**EXERCISE DETAILS**
Each entry below needs to be copied exactly, with nothing dropped.

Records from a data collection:
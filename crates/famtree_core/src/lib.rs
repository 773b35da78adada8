//! Core domain logic for famtree.
//! Person storage, relationship linking, relation derivation and date
//! proximity live here; front ends only translate input and output.

pub mod config;
pub mod db;
pub mod graph;
pub mod idgen;
pub mod logging;
pub mod model;
pub mod proximity;
pub mod repo;
pub mod service;

pub use config::{ConfigError, CoreConfig};
pub use graph::derive_relations;
pub use idgen::{IdGenerator, NumericIdGenerator, UuidIdGenerator};
pub use logging::{default_log_level, init_logging, logging_status, LoggingError};
pub use model::person::{DateFormat, NewPerson, Person, PersonId, PersonPatch};
pub use model::relations::{
    CommonParent, PersonWithRelations, RelativeSummary, SiblingSummary, SpouseSummary,
};
pub use proximity::{upcoming_dates, HebrewDate, HebrewMonth, ProximityContext, UpcomingDates};
pub use repo::person_repo::{
    PersonFilter, PersonRepository, RepoError, RepoResult, SqlitePersonRepository,
};
pub use service::linking::{
    infer_parent_role, plan_links, LinkMutation, LinkReport, ParentRole, ParentType,
    RelationshipIntent, RelationshipType, SelectedRelationships, DEFAULT_PARENT_ROLE,
};
pub use service::person_service::{PersonService, ServiceError, ServiceResult};

/// Returns the core crate version.
pub fn core_version() -> &'static str {
    env!("CARGO_PKG_VERSION")
}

**RESULT OF THE TASK**
filename crates/famtree_core/src/lib.rs
repository 773b35da78adada8
//! Core domain logic for famtree.
//! Person storage, relationship linking, relation derivation and date
//! proximity live here; front ends only translate input and output.

pub mod config;
pub mod db;
pub mod graph;
pub mod idgen;
pub mod logging;
pub mod model;
pub mod proximity;
pub mod repo;
pub mod service;

pub use config::{ConfigError, CoreConfig};
pub use graph::derive_relations;
pub use idgen::{IdGenerator, NumericIdGenerator, UuidIdGenerator};
pub use logging::{default_log_level, init_logging, logging_status, LoggingError};
pub use model::person::{DateFormat, NewPerson, Person, PersonId, PersonPatch};
pub use model::relations::{
    CommonParent, PersonWithRelations, RelativeSummary, SiblingSummary, SpouseSummary,
};
pub use proximity::{upcoming_dates, HebrewDate, HebrewMonth, ProximityContext, UpcomingDates};
pub use repo::person_repo::{
    PersonFilter, PersonRepository, RepoError, RepoResult, SqlitePersonRepository,
};
pub use service::linking::{
    infer_parent_role, plan_links, LinkMutation, LinkReport, ParentRole, ParentType,
    RelationshipIntent, RelationshipType, SelectedRelationships, DEFAULT_PARENT_ROLE,
};
pub use service::person_service::{PersonService, ServiceError, ServiceResult};

/// Returns the core crate version.
pub fn core_version() -> &'static str {
    env!("CARGO_PKG_VERSION")
}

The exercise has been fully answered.